> DATA SHOWN
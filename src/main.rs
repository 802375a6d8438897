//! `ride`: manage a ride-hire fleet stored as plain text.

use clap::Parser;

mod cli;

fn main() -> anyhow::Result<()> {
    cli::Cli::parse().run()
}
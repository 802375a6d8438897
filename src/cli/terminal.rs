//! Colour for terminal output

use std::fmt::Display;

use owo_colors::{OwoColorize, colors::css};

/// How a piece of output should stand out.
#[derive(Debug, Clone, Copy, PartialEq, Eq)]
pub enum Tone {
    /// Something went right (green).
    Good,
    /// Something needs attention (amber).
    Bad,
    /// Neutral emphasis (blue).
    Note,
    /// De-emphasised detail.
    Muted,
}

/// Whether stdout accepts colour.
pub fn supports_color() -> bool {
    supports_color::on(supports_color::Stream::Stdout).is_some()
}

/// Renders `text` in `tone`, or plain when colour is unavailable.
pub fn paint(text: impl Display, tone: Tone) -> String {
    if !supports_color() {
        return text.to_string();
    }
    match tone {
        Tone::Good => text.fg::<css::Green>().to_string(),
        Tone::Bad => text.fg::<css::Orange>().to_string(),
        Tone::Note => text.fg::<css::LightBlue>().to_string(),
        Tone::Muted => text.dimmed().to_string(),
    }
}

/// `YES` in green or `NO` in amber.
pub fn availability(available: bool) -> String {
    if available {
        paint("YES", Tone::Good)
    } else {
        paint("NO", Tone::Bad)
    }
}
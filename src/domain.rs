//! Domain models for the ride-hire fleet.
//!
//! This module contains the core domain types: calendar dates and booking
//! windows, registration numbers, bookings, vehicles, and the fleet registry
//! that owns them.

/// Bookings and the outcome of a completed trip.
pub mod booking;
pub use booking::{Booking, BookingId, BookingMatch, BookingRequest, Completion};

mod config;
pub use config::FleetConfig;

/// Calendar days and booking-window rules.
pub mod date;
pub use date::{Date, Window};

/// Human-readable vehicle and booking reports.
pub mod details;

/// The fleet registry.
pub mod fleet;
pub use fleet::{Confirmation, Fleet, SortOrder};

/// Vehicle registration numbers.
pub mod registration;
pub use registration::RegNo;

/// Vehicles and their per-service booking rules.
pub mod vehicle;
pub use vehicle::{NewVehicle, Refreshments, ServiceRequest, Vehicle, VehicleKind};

> AIM OF THE TASK
The response must repeat exactly the lines from the top of the material through the line containing "Neutral emphasis (blue).", both included, with no other output.

> WORKED SOLUTION
filename src/main.rs
repository 802375a6d8438897
//! `ride`: manage a ride-hire fleet stored as plain text.

use clap::Parser;

mod cli;

fn main() -> anyhow::Result<()> {
    cli::Cli::parse().run()
}
repository 802375a6d8438897
filename src/cli/terminal.rs
//! Colour for terminal output

use std::fmt::Display;

use owo_colors::{OwoColorize, colors::css};

/// How a piece of output should stand out.
#[derive(Debug, Clone, Copy, PartialEq, Eq)]
pub enum Tone {
    /// Something went right (green).
    Good,
    /// Something needs attention (amber).
    Bad,
    /// Neutral emphasis (blue).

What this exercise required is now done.